Une édition électronique réalisée à partir de l'article de Monique Desroches, “Musique et identité culturelle des tamouls de la Réunion”. Un article publié dans l'ouvrage sous la direction de Jean-Luc Bonniol, Gerry L'Étang, Jean Barnabé et Raphaël Confiant, Au visiteur lumineux. Des îles créoles aux sociétés plurielles. Mélanges offerts à Jean Benoist, pp. 321-330. Petit-Bourg, Guadeloupe: Ibis Rouge Éditions, GEREC-F/Presses universitaires créoles, 2000, 716 pp. [Avec l'autorisation de diffuser dans Les Classiques des sciences sociales accordée par Mme Desroches le 4 septembre 2007.]

Monique Desroches 

Musique et identité culturelle
des tamouls de la Réunion
”. 

Un article publié dans l'ouvrage sous la direction de Jean-Luc Bonniol, Gerry L'Étang, Jean Barnabé et Raphaël Confiant, Au visiteur lumineux. Des îles créoles aux sociétés plurielles. Mélanges offerts à Jean Benoist, pp. 321-330. Petit-Bourg, Guadeloupe : Ibis Rouge Éditions, GEREC-F/Presses universitaires créoles, 2000, 716 pp. 

Introduction
 
Une île marquée par le métissage
Malbars ou Tamouls ?
La musique rituelle des plantations
La musique des temples urbains
Indianité et malbarité : deux axes identitaires distincts
 
Conclusion
 
Références bibliographiques

 

Introduction

 

Parler de musique, c'est parler des gens qui la produisent et qui l'écoutent. C'est aussi parler des moments, des lieux et des circonstances qui la font naître et qui lui donnent sens. Jeter un regard sur les musiques d'un groupe induit donc que l'on se penche sur les relations ou les rapports particuliers que ce groupe entretient avec la musique. Quelle qu'en soit sa nature, la pratique musicale reflétera toujours les goûts et les valeurs véhiculés par un groupe donné, à une période donnée. Elle traduit ainsi, en en devenant la trace privilégiée, l'histoire de ce groupe. 

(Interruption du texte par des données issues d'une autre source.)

//! The responder trait - chat reply producers.

use async_trait::async_trait;

use crate::error::WidgetError;

/// One visitor chat turn, handed to a responder.
#[derive(Debug, Clone)]
pub struct ChatRequest {
    /// The chatbot this conversation belongs to.
    pub bot_id: String,
    /// Correlates every call from one visitor.
    pub session_id: String,
    /// What the visitor typed.
    pub text: String,
}

impl ChatRequest {
    /// Create a chat request.
    pub fn new(
        bot_id: impl Into<String>,
        session_id: impl Into<String>,
        text: impl Into<String>,
    ) -> Self {
        Self {
            bot_id: bot_id.into(),
            session_id: session_id.into(),
            text: text.into(),
        }
    }
}

/// A bot reply produced by a responder.
#[derive(Debug, Clone)]
pub struct ChatReply {
    pub text: String,
}

impl ChatReply {
    /// Create a reply with the given text.
    pub fn new(text: impl Into<String>) -> Self {
        Self { text: text.into() }
    }
}

/// Produces bot replies to visitor messages.
///
/// Two families exist: canned responders (fixed copy, used when the bot has
/// no trained model or as the degraded-mode path) and remote responders
/// (the AI path over the chat endpoint). The state machine treats them
/// identically: on any `Err` it appends a fixed apology message and returns
/// to idle, so a responder failure can never strand the typing indicator.
#[async_trait]
pub trait Responder: Send + Sync {
    /// Produce a reply for one visitor message.
    async fn respond(&self, request: ChatRequest) -> Result<ChatReply, WidgetError>;

    /// Name of this responder, for logging.
    fn name(&self) -> &str;
}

Cette approche prend une couleur particulière dans les sociétés créoles où les frontières entre les groupes sont souvent perméables et où les emprunts mutuels, les adaptations, les substitutions et transformations constituent la norme. L'île de la Réunion dont il sera question dans cet « hommage » à Jean Benoist, présente un profil unique qui la distingue des autres îles créoles de la Caraïbe et des Mascareignes. En effet, en raison probablement de sa côte inhospitalière et de l'exiguïté des terres disponibles, limitées au littoral, les Européens lui préfèrent d'abord l'île Maurice et Madagascar. Toutefois, les Français s'y installent au XVIIIe siècle. Ils réalisent alors que l'île est inhabitée, dimension qui, au plan de l'analyse, aura toute son importance dans la problématique identitaire. Car cette absence d'un peuple autochtone marque, encore aujourd'hui, la quête identitaire des groupes qui fondent la mosaïque socioculturelle de la Réunion. 

Celle-ci porte bien son nom car la société réunionnaise s'est développée aux XVIIIe et XIXe siècles, à partir de souches ethniques diversifiées. Aux côtés des descendants des esclaves venus de l'Afrique occidentale et orientale ainsi que de Madagascar, ceux que l'on appelle en créole les Kafs, on trouve les descendants de l'Inde, surtout tamoule, les Malbars, appellation créole des hindous nés dans l'île. Une mince proportion d'Indiens musulmans, les Zarabs, vient compléter l'apport de l'Inde à la Réunion. Quant aux descendants des premiers colons français, ils sont aujourd'hui divisés en deux groupes distincts, les petits Blancs et les grands Blancs. L'histoire du peuplement et du développement de la Réunion, conjuguée à la géographie particulière de l'île, ont milité en faveur d'un certain clivage, celui des Hauts, territoire associé aux montagnes et aux cirques des grands volcans, et où se retrouvent en forte concentration, petits Blancs et Kafs, et celui des Bas qui renvoie au milieu urbain et aux grandes terres cultivables, c'est-à-dire à la grande plantation dominée par les grands Blancs. On retrouve aussi des descendants de l'Inde qui exercent en ville une profession libérale ou détiennent un commerce. Enfin, quelques descendants de Chinois et de Comoriens viennent compléter la mosaïque sociale de la Réunion.

 

Une île marquée par le métissage

 

Si les grands Blancs et les Zarabs constituent des groupes endogames, la population se définit davantage par le métissage, notamment entre les petits Blancs, les Malbars et les Kafs. Si bien que pour la plupart des Réunionnais, l'identité culturelle sera fonction des situations et des lieux où ils se trouvent. On se sentira par exemple français en salle de classe, créole-réunionnais dans la cour d'école, et selon son origine ethnique, malbar ou zarab par exemple, aux offices religieux ou en famille.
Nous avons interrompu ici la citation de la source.